The mutant versions of RbfA were docked on to the 30S ribosomal subunit by using Hex Server protein docking and molecular superposition program (http://hex.loria.fr/hex.php) [28]. In order to maintain uniformity, default parameters were used in all the cases. The results were analyzed for any changes in the interactions of mutant RbfA proteins with 30S ribosomal subunit in comparison with that of the wild type RbfA protein. This was also analyzed by using UCSF Chimera (http://www.cgl. ucsf.edu/chimera) software [23-27].

The process of ribosomal biogenesis involves coordination of many subcellular events including transcription of genes that encode for ribosomal RNAs (rRNAs), associated enzymes and structural proteins, modification of rRNAs, post translational modification of the proteins and the assembly of these proteins with the rRNAs. Although many factors are involved in the ribosome biogenesis, no factor except RNases and modifying enzymes has been reported with definite functions [1]. RbfA, YjeQ (RsgA), Era and RimM are some of the factors involved in 30S subunit assembly [7,8]. Interestingly, RbfA and YjeQ are found to exhibit functional interplay during the 30S subunit maturation at the genetic as well as molecular level [10].

The strongly negative end of RbfA contains a “dynamic hot spot” region (Figure 1) in the vicinity of a highly conserved Ser39 residue that forms the β-bulge [29].The amino acid residues that are involved in the constitution of hot spot region include Gln24 Arg25, Lys28-Asp29, Thr37-Gly40, Val54-Thr55, Thr57 and Tyr99-Asp100. The opposite end is strongly positive because of the presence of basic residues – Arg80, Lys85, Arg88, Arg90, Arg7, Arg10 and Arg45 which are likely to be involved in interactions with rRNA (Figure 1) [29]. Apart from these regions, RbfA also contains many regions with high internal conformational dynamics and flexibility [29].

Therefore, multiple sequence alignment (MSA) analysis was carried out for this protein (Figure 2) to understand the significance of such regions.

Figure 2: Multiple sequence alignment data showing high sequence conservation among fourteen RbfA family members. First hundred and twenty amino acid residues were shown here due to some variations in total length of the protein across different organisms.

The results of MSA showed highly conserved signature sequences across the observed organisms of RbfA family. This indicates a strong biological importance of this protein. High sequence conservation is observed at many positions mostly with respect to the amino acids present in and around the dynamic hot spot region and the region of RbfA that binds to RNA or 30S ribosomal subunit (Figure 2). These findings suggest that there exists an evolutionary pressure in maintaining the sequence and structure of this region [29]. Hence, any alteration or mutation in the primary sequence may completely change the properties of RbfA.

Binding of RbfA to the 30S subunit helps in binding of YjeQ. This association of YjeQ promotes the release of RbfA from the ribosomal subunit thereby aiding in 30S subunit maturation. In E. coli, the null mutants for either RbfA or YjeQ were found to exhibit similar phenotype such as - accumulation of 17S Rrna [17], an abnormal ribosome profile with low ratios of 70S ribosomes to the 50S and 30S subunits individually as well as a reduction in cellular growth rate [16]. This might be the reason for cell death that was observed in ΔYjeQ cells as compared to wild type. This effect is due to the inability of the ΔYjeQ to release the bound RbfA from 30S subunit complex [10].

Surprisingly, some cells were found to overcome this effect and are rescued from death.

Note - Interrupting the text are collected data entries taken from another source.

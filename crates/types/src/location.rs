//! Source positions attached to every AST node.

use serde::{Deserialize, Serialize};
use std::fmt;

/// A raw positional span as reported by the grammar, before normalization.
#[derive(Debug, Clone, Copy, Default, PartialEq, Eq, Serialize, Deserialize)]
pub struct RawSpan {
    pub first_line: usize,
    pub first_column: usize,
    pub last_line: usize,
    pub last_column: usize,
}

impl RawSpan {
    pub fn new(first_line: usize, first_column: usize, last_line: usize, last_column: usize) -> Self {
        Self {
            first_line,
            first_column,
            last_line,
            last_column,
        }
    }
}

/// A single line/column point in the template source.
#[derive(Debug, Clone, Copy, Default, PartialEq, Eq, Serialize, Deserialize)]
pub struct Position {
    pub line: usize,
    pub column: usize,
}

impl Position {
    pub fn new(line: usize, column: usize) -> Self {
        Self { line, column }
    }
}

impl fmt::Display for Position {
    fn fmt(&self, f: &mut fmt::Formatter<'_>) -> fmt::Result {
        write!(f, "{}:{}", self.line, self.column)
    }
}

/// The normalized span of a node, optionally tagged with the name of the
/// template it came from.
#[derive(Debug, Clone, Default, PartialEq, Eq, Serialize, Deserialize)]
pub struct SourceLocation {
    pub source: Option<String>,
    pub start: Position,
    pub end: Position,
}

impl SourceLocation {
    /// Normalizes a raw grammar span.
    pub fn build(source: Option<String>, span: &RawSpan) -> Self {
        Self {
            source,
            start: Position::new(span.first_line, span.first_column),
            end: Position::new(span.last_line, span.last_column),
        }
    }

    /// Spans from the start of `first` to the end of `last`. The source name
    /// is taken from `first`.
    pub fn merge(first: &SourceLocation, last: &SourceLocation) -> Self {
        Self {
            source: first.source.clone(),
            start: first.start,
            end: last.end,
        }
    }
}

impl fmt::Display for SourceLocation {
    fn fmt(&self, f: &mut fmt::Formatter<'_>) -> fmt::Result {
        match &self.source {
            Some(source) => write!(f, "{}@{}-{}", source, self.start, self.end),
            None => write!(f, "{}-{}", self.start, self.end),
        }
    }
}

impl From<&RawSpan> for SourceLocation {
    fn from(span: &RawSpan) -> Self {
        SourceLocation::build(None, span)
    }
}
//! Newtype for the slot name carried by block nodes.

use serde::{Deserialize, Serialize};
use std::fmt;

/// The name of the insertion point a block targets.
///
/// Empty for decorator blocks and plain blocks, the text after `::` for
/// blocks declared as `name::slot`, and [`SlotName::ANONYMOUS`] when the
/// slot was inferred from a chained inverse.
#[derive(Debug, Clone, Default, Eq, PartialEq, Hash, Serialize, Deserialize)]
#[serde(transparent)]
pub struct SlotName(String);

impl SlotName {
    /// Pipes cannot appear in a user-written slot name, so this can never
    /// collide with a declared one.
    pub const ANONYMOUS: &'static str = "|anonymous|";

    pub fn new(name: impl Into<String>) -> Self {
        Self(name.into())
    }

    pub fn anonymous() -> Self {
        Self(Self::ANONYMOUS.to_string())
    }

    pub fn as_str(&self) -> &str {
        &self.0
    }

    pub fn is_empty(&self) -> bool {
        self.0.is_empty()
    }

    pub fn is_anonymous(&self) -> bool {
        self.0 == Self::ANONYMOUS
    }
}

impl From<String> for SlotName {
    fn from(s: String) -> Self {
        Self(s)
    }
}

impl From<&str> for SlotName {
    fn from(s: &str) -> Self {
        Self(s.to_string())
    }
}

impl AsRef<str> for SlotName {
    fn as_ref(&self) -> &str {
        &self.0
    }
}

impl PartialEq<str> for SlotName {
    fn eq(&self, other: &str) -> bool {
        self.0 == other
    }
}

impl PartialEq<&str> for SlotName {
    fn eq(&self, other: &&str) -> bool {
        self.0 == *other
    }
}

impl fmt::Display for SlotName {
    fn fmt(&self, f: &mut fmt::Formatter<'_>) -> fmt::Result {
        write!(f, "{}", self.0)
    }
}

#[cfg(test)]
mod tests {
    use super::*;

    #[test]
    fn test_anonymous_marker() {
        let slot = SlotName::anonymous();
        assert!(slot.is_anonymous());
        assert_eq!(slot, "|anonymous|");
        assert!(!SlotName::new("result").is_anonymous());
    }

    #[test]
    fn test_serializes_as_plain_string() {
        let json = serde_json::to_string(&SlotName::new("header")).unwrap();
        assert_eq!(json, r#""header""#);
    }
}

These cells contain point mutations at six different positions in RbfA [10]. These mutations might lead to poor binding of RbfA to 30S subunit thereby aiding in its release either directly or indirectly. Hence, we intended to test this hypothesis based on in silico modeling and docking studies. For this, we used the template based homology modeling tool, SWISS-MODEL (http://swissmodel.expasy.org) [19-21,30]. It is a fully automated online tool that uses suitable templates for the prediction of more accurate models of protein structures [21]. Further, the accuracy of the generated models was independently evaluated by the CAMEO project (http://cameo3d.org) [31]. Also, the structural prediction was made for the sequences which are point mutants of RbfA, a 133 residue protein. Hence, it is believed that the structures predicted by SWISS-MODEL should be accurate and might serve the purpose of our study.

The modeled mutant structures were analyzed using UCSF chimera (http://www.cgl.ucsf.edu/chimera). Some significant changes in the local structure of the protein around the site of mutation were observed (Figure 3A-J).

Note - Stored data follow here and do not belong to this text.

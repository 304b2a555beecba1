//! Block assembly: classification, named block slots, inverse chains.
//!
//! A block goes through the same steps no matter which grammar production
//! produced it:
//!
//! 1. Classify: a `*` in the open delimiter makes it a decorator block.
//! 2. Non-decorators may carry a `::slot` suffix on their name, which is
//!    split off the path so the close tag still matches.
//! 3. Link the inverse branch. Decorators cannot have one. A chained
//!    (else-if) inverse that opens with a slot declaration gives the block an
//!    anonymous slot, and the outer close tag's strip flags are handed down
//!    to the first block of the chain.
//! 4. Check the close tag against the (suffix-free) open path.
//! 5. Attach block params, then swap branches for inverted sections.
use crate::builder::AstBuilder;
use crate::error::{ParseError, Result};
use crate::locator::LocInfo;
use crate::slot::{split_slot_suffix, strip_slot_suffix};
use crate::statement::is_decorator;
use crate::strip::strip_flags;
use crate::tags::validate_close;
use slotbars_ast::{BlockKind, BlockStatement, Expr, Hash, PathExpression, Program, Statement};
use slotbars_types::{RawSpan, SlotName, StripFlags};

/// The open tag of a block, partial block or raw block.
#[derive(Debug, Clone, PartialEq)]
pub struct OpenBlock {
    pub path: PathExpression,
    pub params: Vec<Expr>,
    pub hash: Option<Hash>,
    pub block_params: Option<Vec<String>>,
    pub strip: StripFlags,
    /// The raw opening delimiter, e.g. `{{#`, `{{~#*` or `{{else `.
    pub open: String,
}

impl OpenBlock {
    pub fn new(path: PathExpression, open: impl Into<String>) -> Self {
        Self {
            path,
            params: Vec::new(),
            hash: None,
            block_params: None,
            strip: StripFlags::default(),
            open: open.into(),
        }
    }

    /// The open tag of a raw block, which has no delimiter markers.
    pub fn raw(path: PathExpression, params: Vec<Expr>, hash: Option<Hash>) -> Self {
        Self {
            params,
            hash,
            ..Self::new(path, "")
        }
    }

    pub fn with_params(mut self, params: Vec<Expr>) -> Self {
        self.params = params;
        self
    }

    pub fn with_hash(mut self, hash: Hash) -> Self {
        self.hash = Some(hash);
        self
    }

    pub fn with_block_params(mut self, names: Vec<String>) -> Self {
        self.block_params = Some(names);
        self
    }

    pub fn with_strip(mut self, strip: StripFlags) -> Self {
        self.strip = strip;
        self
    }

    pub fn is_decorator(&self) -> bool {
        is_decorator(&self.open)
    }
}

/// The close tag of a block. Chain links have no close tag of their own and
/// pass one carrying only strip flags.
#[derive(Debug, Clone, PartialEq)]
pub struct CloseBlock {
    pub path: Option<PathExpression>,
    pub strip: StripFlags,
}

impl CloseBlock {
    pub fn new(path: PathExpression, strip: StripFlags) -> Self {
        Self {
            path: Some(path),
            strip,
        }
    }

    pub fn strip_only(strip: StripFlags) -> Self {
        Self { path: None, strip }
    }

    pub fn name(&self) -> Option<&str> {
        self.path.as_ref().map(|p| p.original.as_str())
    }
}

/// An `{{else}}` branch, or one link of an `{{else if}}` chain.
#[derive(Debug, Clone, PartialEq)]
pub struct InverseAndProgram {
    pub program: Program,
    pub strip: StripFlags,
    /// True for an else-if link, false for a terminal else.
    pub chain: bool,
}

impl InverseAndProgram {
    /// Second phase of chain construction: the chained block never sees its
    /// own close tag, so it takes the strip flags of the enclosing one.
    fn propagate_close_strip(&mut self, close_strip: Option<StripFlags>) {
        if let Some(block) = self.program.first_mut().and_then(Statement::as_block_mut) {
            block.close_strip = close_strip;
        }
    }
}

/// Splits a `::slot` suffix off a block path, keeping `original` and the
/// last part in agreement.
fn extract_slot_name(path: &mut PathExpression) -> Option<SlotName> {
    let (name, slot) = split_slot_suffix(&path.original)?;
    let (name, slot) = (name.to_string(), SlotName::new(slot));

    path.original = name;
    if let Some(last) = path.parts.last_mut() {
        *last = strip_slot_suffix(last).to_string();
    }
    Some(slot)
}

impl<L: LocInfo> AstBuilder<L> {
    /// Builds a `BlockStatement` or `DecoratorBlock`.
    ///
    /// `inverted` marks `{{^name}}` sections, whose written body is the
    /// inverse branch.
    pub fn prepare_block(
        &self,
        open: OpenBlock,
        program: Program,
        inverse_and_program: Option<InverseAndProgram>,
        close: Option<CloseBlock>,
        inverted: bool,
        span: &RawSpan,
    ) -> Result<Statement> {
        let (kind, block) =
            self.assemble_block(open, program, inverse_and_program, close, inverted, span)?;
        Ok(Statement::from_block(kind, block))
    }

    /// Builds a `NamedBlockSlotStatement`: a block whose slot is its own path,
    /// with parameters and hash dropped.
    pub fn prepare_named_block_slot(
        &self,
        open: OpenBlock,
        program: Program,
        inverse_and_program: Option<InverseAndProgram>,
        close: Option<CloseBlock>,
        inverted: bool,
        span: &RawSpan,
    ) -> Result<Statement> {
        let (_, mut block) =
            self.assemble_block(open, program, inverse_and_program, close, inverted, span)?;

        block.slot_name = SlotName::new(block.path.original.clone());
        block.params = Vec::new();
        block.hash = None;

        Ok(Statement::from_block(BlockKind::NamedBlockSlot, block))
    }

    /// A terminal `{{else}}` branch. `raw_inverse` is the full else tag.
    pub fn prepare_inverse(&self, raw_inverse: &str, program: Program) -> InverseAndProgram {
        InverseAndProgram {
            program,
            strip: strip_flags(raw_inverse, raw_inverse),
            chain: false,
        }
    }

    /// One `{{else name ...}}` link. The link becomes a block of its own,
    /// closed by the strip flags of whatever follows it, and is wrapped in a
    /// chained program spanning its body.
    pub fn prepare_inverse_chain(
        &self,
        open: OpenBlock,
        program: Program,
        next: Option<InverseAndProgram>,
        span: &RawSpan,
    ) -> Result<InverseAndProgram> {
        self.chain_link(BlockKind::Block, open, program, next, span)
    }

    /// Like [`prepare_inverse_chain`](Self::prepare_inverse_chain), but the
    /// link declares a named slot: `{{#card}}...{{else header}}...{{/card}}`.
    pub fn prepare_named_slot_chain(
        &self,
        open: OpenBlock,
        program: Program,
        next: Option<InverseAndProgram>,
        span: &RawSpan,
    ) -> Result<InverseAndProgram> {
        self.chain_link(BlockKind::NamedBlockSlot, open, program, next, span)
    }

    fn chain_link(
        &self,
        kind: BlockKind,
        open: OpenBlock,
        program: Program,
        next: Option<InverseAndProgram>,
        span: &RawSpan,
    ) -> Result<InverseAndProgram> {
        let strip = open.strip;
        let body_loc = program.loc.clone();
        let close = next.as_ref().map(|n| CloseBlock::strip_only(n.strip));

        let link = match kind {
            BlockKind::NamedBlockSlot => {
                self.prepare_named_block_slot(open, program, next, close, false, span)?
            }
            _ => self.prepare_block(open, program, next, close, false, span)?,
        };
        let mut wrapper = self.prepare_program(vec![link], body_loc);
        wrapper.chained = true;

        Ok(InverseAndProgram {
            program: wrapper,
            strip,
            chain: true,
        })
    }

    fn assemble_block(
        &self,
        mut open: OpenBlock,
        mut program: Program,
        inverse_and_program: Option<InverseAndProgram>,
        close: Option<CloseBlock>,
        inverted: bool,
        span: &RawSpan,
    ) -> Result<(BlockKind, BlockStatement)> {
        let loc = self.locate(span);
        let decorator = open.is_decorator();
        let mut slot_name = SlotName::default();

        let kind = if decorator {
            log::debug!("block '{}' is a decorator", open.path.original);
            BlockKind::DecoratorBlock
        } else {
            if self.config.named_block_slots {
                if let Some(slot) = extract_slot_name(&mut open.path) {
                    log::debug!("block '{}' targets slot '{}'", open.path.original, slot);
                    slot_name = slot;
                }
            }
            BlockKind::Block
        };

        let mut inverse = None;
        let mut inverse_strip = None;
        if let Some(mut inverse_branch) = inverse_and_program {
            if decorator {
                let loc = inverse_branch.program.loc.clone().unwrap_or(loc);
                return Err(ParseError::InverseOnDecorator { loc });
            }

            // Only an else-if chain can introduce slots; a terminal else
            // starting with a slot declaration is left alone.
            if slot_name.is_empty()
                && self.config.named_block_slots
                && inverse_branch.chain
                && inverse_branch.program.starts_with_named_slot()
            {
                log::debug!("block '{}' gets an anonymous slot", open.path.original);
                slot_name = SlotName::anonymous();
            }

            if inverse_branch.chain {
                inverse_branch.propagate_close_strip(close.as_ref().map(|c| c.strip));
            }

            inverse_strip = Some(inverse_branch.strip);
            inverse = Some(inverse_branch.program);
        }

        if let Some(name) = close.as_ref().and_then(CloseBlock::name) {
            validate_close(&open.path, name)?;
        }

        program.block_params = open.block_params;

        let (program, inverse) = if inverted {
            log::debug!("swapping branches of inverted block '{}'", open.path.original);
            (inverse, Some(program))
        } else {
            (Some(program), inverse)
        };

        Ok((
            kind,
            BlockStatement {
                path: open.path,
                slot_name,
                params: open.params,
                hash: open.hash,
                program,
                inverse,
                open_strip: open.strip,
                inverse_strip,
                close_strip: close.map(|c| c.strip),
                loc,
            },
        ))
    }
}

Figure 3: Structures of wild-type (left column) and modeled mutants (right column) of RbfA. [A, B], [C, D], [E, F], [G, H] and [I, J] represent the mutations R10H, P30L, G77D, G84E and D100G respectively. These images show the altered interactions or local structural changes due to respective mutations.

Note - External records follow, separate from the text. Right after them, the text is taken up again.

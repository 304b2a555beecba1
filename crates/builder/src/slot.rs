//! The `name::slot` suffix accepted on block open tags.
use nom::{
    IResult, Parser,
    branch::alt,
    bytes::complete::{tag, take_until},
    combinator::{rest, verify},
    sequence::{pair, preceded},
};

const SLOT_SEPARATOR: &str = "::";

fn slot_suffix(input: &str) -> IResult<&str, (&str, &str)> {
    pair(
        verify(take_until(SLOT_SEPARATOR), |head: &str| !head.is_empty()),
        preceded(tag(SLOT_SEPARATOR), alt((take_until(SLOT_SEPARATOR), rest))),
    )
    .parse(input)
}

/// Splits `name::slot` into `("name", "slot")`.
///
/// Returns `None` when there is no `::`, or when it is the very first thing
/// in the input. With more than one separator, the slot is the text between
/// the first and the second.
pub fn split_slot_suffix(input: &str) -> Option<(&str, &str)> {
    slot_suffix(input).ok().map(|(_, split)| split)
}

/// Removes everything from the first `::` on.
pub(crate) fn strip_slot_suffix(input: &str) -> &str {
    input.split(SLOT_SEPARATOR).next().unwrap_or(input)
}

#[cfg(test)]
mod tests {
    use super::*;

    #[test]
    fn test_splits_name_and_slot() {
        assert_eq!(split_slot_suffix("eq::result"), Some(("eq", "result")));
        assert_eq!(split_slot_suffix("my-card::header"), Some(("my-card", "header")));
    }

    #[test]
    fn test_no_separator() {
        assert_eq!(split_slot_suffix("each"), None);
        assert_eq!(split_slot_suffix("a:b"), None);
        assert_eq!(split_slot_suffix(""), None);
    }

    #[test]
    fn test_leading_separator_is_ignored() {
        assert_eq!(split_slot_suffix("::header"), None);
    }

    #[test]
    fn test_empty_and_repeated_slots() {
        assert_eq!(split_slot_suffix("card::"), Some(("card", "")));
        assert_eq!(split_slot_suffix("card::header::extra"), Some(("card", "header")));
    }

    #[test]
    fn test_strip_slot_suffix() {
        assert_eq!(strip_slot_suffix("card::header"), "card");
        assert_eq!(strip_slot_suffix("card"), "card");
    }
}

This was found to be true in case of R10H mutation where histidine residue showed stronger interactions with the side chain of glutamic acid residues present at the fourth and fourteenth position when compared to arginine residue (Figure 3A& 3B). As a result there might be a small contraction within the helix at the N-terminal region as well as between the N-terminal loop and helix. Apart from this, the positive end of RbfA, where this mutation is present, is involved in interaction with rRNA. Generally, the side chain of arginine residues are involved in interaction with negatively charged non-protein atoms, possibly resulting in better binding of RbfA to 30S subunit [32,33].This is due to the presence of an ideal and positively charged guanidinium group that can be readily protonated on its side chain [33]. Also, its ability to form multiple hydrogen bonds makes it suitable for binding negatively charged phosphate groups [33].Thus the R10H mutation enhanced the intra-molecular interaction thereby compromising the interaction of RbfA with rRNA. This compromised inter molecular interactions thus may aid in easy release of RbfA in presence of ΔYjeQ [33].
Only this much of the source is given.